Whichever lines of the entries hold the word "CheckInRepository" should be identified and copied.
# # #
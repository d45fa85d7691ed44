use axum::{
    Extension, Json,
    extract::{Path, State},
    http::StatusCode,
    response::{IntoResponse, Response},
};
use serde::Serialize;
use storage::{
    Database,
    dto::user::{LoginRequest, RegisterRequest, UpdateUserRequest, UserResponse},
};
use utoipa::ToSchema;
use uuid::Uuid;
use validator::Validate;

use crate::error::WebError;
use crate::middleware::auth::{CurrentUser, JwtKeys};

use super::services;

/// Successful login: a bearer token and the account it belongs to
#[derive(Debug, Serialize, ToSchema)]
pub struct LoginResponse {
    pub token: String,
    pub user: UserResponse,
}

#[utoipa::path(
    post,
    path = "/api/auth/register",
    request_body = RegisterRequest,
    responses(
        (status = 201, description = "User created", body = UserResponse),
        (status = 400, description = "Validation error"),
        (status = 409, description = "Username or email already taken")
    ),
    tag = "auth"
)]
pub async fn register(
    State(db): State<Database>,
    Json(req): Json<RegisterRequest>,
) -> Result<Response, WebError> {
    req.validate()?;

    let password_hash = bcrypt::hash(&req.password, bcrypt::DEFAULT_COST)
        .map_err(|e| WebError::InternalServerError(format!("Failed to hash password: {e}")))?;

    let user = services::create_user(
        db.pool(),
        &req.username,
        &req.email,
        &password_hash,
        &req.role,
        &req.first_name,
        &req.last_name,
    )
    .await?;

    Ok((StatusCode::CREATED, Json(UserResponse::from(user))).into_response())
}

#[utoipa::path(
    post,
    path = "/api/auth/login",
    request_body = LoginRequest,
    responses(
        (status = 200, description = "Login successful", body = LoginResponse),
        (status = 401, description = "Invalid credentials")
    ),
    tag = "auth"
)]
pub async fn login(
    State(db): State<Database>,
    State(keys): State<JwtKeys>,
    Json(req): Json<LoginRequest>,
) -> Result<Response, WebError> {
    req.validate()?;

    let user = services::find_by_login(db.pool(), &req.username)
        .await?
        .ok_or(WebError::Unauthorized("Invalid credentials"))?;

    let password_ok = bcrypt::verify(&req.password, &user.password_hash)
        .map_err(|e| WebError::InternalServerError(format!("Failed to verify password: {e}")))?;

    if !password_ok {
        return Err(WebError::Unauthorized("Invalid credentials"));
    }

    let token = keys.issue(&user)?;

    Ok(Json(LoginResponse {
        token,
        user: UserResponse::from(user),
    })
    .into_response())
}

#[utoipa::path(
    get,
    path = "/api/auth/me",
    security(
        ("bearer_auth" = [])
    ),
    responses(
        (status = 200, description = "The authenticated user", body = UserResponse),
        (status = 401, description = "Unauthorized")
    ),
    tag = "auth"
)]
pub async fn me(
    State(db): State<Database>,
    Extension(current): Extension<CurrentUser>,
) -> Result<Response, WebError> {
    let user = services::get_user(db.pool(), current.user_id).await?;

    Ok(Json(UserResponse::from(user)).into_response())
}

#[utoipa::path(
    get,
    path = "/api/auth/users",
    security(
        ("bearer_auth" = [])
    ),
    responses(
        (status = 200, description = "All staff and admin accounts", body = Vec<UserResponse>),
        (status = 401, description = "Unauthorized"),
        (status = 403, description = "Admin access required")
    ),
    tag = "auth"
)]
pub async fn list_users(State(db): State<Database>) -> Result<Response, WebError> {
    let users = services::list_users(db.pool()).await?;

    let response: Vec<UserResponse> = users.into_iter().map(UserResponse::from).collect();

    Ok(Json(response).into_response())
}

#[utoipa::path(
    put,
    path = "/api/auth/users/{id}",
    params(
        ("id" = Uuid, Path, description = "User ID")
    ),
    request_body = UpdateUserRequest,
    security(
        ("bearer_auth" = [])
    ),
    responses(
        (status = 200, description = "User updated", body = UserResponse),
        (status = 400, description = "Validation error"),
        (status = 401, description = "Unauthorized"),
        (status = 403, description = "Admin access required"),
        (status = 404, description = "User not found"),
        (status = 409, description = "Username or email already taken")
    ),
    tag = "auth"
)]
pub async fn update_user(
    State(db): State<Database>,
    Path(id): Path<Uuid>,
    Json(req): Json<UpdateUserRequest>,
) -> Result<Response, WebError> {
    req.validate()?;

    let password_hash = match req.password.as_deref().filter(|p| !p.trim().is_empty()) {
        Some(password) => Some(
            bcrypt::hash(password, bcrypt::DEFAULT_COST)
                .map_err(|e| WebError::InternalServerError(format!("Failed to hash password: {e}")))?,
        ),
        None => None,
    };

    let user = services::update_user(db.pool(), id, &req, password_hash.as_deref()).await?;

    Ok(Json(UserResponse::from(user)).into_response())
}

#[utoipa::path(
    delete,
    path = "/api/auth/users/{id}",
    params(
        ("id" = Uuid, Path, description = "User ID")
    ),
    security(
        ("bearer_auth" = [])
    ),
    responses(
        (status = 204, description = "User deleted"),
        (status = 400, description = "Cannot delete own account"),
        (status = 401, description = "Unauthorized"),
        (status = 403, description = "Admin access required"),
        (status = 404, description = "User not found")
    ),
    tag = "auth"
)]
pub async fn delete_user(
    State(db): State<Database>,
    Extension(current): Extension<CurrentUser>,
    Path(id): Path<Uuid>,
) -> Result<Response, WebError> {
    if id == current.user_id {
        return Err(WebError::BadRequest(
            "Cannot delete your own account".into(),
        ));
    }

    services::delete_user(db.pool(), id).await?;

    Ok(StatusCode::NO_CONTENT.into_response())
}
# # #
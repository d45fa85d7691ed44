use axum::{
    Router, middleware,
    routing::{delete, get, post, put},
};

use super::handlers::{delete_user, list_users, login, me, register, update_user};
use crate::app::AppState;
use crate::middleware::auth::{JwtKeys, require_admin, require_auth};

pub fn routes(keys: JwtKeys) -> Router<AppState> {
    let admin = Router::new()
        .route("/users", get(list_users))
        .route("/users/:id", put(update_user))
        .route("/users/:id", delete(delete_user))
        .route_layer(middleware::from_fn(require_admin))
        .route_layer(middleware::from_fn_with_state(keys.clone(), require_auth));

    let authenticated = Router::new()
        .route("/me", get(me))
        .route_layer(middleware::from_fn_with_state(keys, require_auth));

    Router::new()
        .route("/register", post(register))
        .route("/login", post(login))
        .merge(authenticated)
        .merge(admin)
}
# # #
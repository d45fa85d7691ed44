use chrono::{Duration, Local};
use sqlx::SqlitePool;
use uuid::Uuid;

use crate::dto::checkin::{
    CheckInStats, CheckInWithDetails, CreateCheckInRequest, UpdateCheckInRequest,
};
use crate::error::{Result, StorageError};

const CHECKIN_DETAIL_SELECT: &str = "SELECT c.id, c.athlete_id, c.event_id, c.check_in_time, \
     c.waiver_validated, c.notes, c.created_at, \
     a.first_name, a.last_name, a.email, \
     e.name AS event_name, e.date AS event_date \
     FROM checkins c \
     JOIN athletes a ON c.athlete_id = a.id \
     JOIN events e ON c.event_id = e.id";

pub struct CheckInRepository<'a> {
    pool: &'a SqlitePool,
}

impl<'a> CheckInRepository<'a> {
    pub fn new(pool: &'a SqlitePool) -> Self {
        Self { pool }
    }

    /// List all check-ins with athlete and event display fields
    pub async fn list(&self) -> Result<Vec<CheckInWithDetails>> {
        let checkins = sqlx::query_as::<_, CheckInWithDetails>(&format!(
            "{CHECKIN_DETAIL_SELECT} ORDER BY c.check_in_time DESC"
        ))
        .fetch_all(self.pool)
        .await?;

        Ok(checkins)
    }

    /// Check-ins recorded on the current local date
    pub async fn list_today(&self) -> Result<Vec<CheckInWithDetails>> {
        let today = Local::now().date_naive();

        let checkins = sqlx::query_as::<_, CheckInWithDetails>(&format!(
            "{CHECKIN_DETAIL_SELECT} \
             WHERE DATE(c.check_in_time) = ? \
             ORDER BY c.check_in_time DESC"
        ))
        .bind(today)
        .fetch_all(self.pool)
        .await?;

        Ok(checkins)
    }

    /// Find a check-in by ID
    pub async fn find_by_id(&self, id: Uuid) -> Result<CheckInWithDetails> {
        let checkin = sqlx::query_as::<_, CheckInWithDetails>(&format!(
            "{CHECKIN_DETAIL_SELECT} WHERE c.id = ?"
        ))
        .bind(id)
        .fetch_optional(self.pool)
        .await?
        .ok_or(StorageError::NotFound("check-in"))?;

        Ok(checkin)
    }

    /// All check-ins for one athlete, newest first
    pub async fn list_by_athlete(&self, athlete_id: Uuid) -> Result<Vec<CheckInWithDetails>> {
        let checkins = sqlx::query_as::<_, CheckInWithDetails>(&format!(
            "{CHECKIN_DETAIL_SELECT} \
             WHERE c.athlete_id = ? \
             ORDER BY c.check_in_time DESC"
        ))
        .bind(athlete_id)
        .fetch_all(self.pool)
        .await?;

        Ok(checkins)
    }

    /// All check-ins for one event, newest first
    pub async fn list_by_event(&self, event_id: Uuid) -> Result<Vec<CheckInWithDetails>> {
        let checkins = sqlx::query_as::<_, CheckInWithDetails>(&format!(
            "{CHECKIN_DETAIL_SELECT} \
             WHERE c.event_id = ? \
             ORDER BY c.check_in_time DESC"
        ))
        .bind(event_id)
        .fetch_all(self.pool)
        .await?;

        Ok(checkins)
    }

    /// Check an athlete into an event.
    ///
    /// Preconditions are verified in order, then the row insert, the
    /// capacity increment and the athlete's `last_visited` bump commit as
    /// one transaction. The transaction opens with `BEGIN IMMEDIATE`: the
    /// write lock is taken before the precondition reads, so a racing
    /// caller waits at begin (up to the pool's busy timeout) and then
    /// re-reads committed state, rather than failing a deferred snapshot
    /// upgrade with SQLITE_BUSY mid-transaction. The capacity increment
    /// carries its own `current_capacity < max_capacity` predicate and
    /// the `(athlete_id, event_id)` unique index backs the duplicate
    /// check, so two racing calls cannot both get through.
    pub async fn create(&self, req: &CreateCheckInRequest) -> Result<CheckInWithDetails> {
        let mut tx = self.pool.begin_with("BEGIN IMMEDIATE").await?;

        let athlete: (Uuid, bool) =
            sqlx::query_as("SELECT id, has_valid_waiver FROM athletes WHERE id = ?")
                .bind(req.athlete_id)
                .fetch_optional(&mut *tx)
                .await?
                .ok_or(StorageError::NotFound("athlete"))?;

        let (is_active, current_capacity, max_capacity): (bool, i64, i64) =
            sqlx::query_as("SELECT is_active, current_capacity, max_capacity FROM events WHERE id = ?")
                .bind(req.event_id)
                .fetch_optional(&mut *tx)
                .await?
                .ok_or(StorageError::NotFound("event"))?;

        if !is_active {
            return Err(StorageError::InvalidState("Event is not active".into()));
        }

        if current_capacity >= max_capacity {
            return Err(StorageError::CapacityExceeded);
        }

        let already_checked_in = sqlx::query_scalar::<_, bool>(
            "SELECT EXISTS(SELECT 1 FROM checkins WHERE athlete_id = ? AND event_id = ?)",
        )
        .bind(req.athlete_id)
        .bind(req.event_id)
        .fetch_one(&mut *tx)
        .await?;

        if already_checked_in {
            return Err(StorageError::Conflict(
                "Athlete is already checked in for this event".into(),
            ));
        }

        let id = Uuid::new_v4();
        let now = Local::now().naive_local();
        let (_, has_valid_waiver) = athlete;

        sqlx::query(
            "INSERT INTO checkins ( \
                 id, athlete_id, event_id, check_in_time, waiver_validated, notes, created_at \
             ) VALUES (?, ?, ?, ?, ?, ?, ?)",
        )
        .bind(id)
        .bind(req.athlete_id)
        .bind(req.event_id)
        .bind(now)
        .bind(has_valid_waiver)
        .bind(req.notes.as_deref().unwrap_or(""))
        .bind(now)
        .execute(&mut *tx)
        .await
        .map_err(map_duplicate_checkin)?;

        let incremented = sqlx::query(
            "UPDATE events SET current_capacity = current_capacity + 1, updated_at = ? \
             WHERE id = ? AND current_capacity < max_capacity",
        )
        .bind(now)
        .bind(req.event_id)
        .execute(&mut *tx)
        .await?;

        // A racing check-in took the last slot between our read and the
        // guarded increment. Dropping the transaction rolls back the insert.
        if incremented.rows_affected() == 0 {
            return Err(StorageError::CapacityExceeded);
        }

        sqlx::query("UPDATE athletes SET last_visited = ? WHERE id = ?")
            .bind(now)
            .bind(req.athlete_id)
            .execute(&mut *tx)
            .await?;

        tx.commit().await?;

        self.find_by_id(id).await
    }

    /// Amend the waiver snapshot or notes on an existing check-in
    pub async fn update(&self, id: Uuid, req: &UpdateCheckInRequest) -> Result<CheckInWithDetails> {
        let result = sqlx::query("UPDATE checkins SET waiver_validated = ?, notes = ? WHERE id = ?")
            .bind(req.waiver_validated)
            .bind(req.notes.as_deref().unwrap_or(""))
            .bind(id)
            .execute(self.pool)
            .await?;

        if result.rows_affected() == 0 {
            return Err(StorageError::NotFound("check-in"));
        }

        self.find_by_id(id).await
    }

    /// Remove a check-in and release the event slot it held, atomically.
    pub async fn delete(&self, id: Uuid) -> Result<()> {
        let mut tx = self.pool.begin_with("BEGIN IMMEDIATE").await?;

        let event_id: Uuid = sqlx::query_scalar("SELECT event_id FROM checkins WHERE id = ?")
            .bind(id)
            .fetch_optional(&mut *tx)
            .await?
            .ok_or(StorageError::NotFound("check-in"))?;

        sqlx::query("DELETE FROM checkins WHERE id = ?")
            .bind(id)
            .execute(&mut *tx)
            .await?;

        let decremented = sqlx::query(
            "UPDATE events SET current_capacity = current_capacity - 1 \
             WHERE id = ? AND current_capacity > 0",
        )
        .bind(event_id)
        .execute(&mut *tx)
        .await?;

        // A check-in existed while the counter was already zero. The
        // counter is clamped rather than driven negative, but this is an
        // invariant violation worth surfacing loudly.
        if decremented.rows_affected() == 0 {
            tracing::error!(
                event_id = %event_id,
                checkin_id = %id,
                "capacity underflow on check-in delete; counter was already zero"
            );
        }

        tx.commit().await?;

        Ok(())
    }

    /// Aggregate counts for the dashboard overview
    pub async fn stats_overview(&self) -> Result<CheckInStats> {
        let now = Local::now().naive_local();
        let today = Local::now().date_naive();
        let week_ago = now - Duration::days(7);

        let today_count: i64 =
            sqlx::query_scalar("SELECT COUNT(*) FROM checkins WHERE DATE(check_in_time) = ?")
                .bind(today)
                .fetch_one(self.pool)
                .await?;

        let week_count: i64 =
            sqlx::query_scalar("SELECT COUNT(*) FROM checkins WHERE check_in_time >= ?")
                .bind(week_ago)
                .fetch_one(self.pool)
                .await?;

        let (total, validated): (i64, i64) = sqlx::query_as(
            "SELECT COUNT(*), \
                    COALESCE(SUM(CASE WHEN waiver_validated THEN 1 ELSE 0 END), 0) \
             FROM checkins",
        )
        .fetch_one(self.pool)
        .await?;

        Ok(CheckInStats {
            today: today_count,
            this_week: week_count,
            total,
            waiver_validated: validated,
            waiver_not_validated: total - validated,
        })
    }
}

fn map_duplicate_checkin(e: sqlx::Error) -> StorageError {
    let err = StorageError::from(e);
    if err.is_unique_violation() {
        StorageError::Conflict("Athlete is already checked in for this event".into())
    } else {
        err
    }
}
# # #
* **Exercise result**:
pub struct CheckInRepository<'a> {
impl<'a> CheckInRepository<'a> {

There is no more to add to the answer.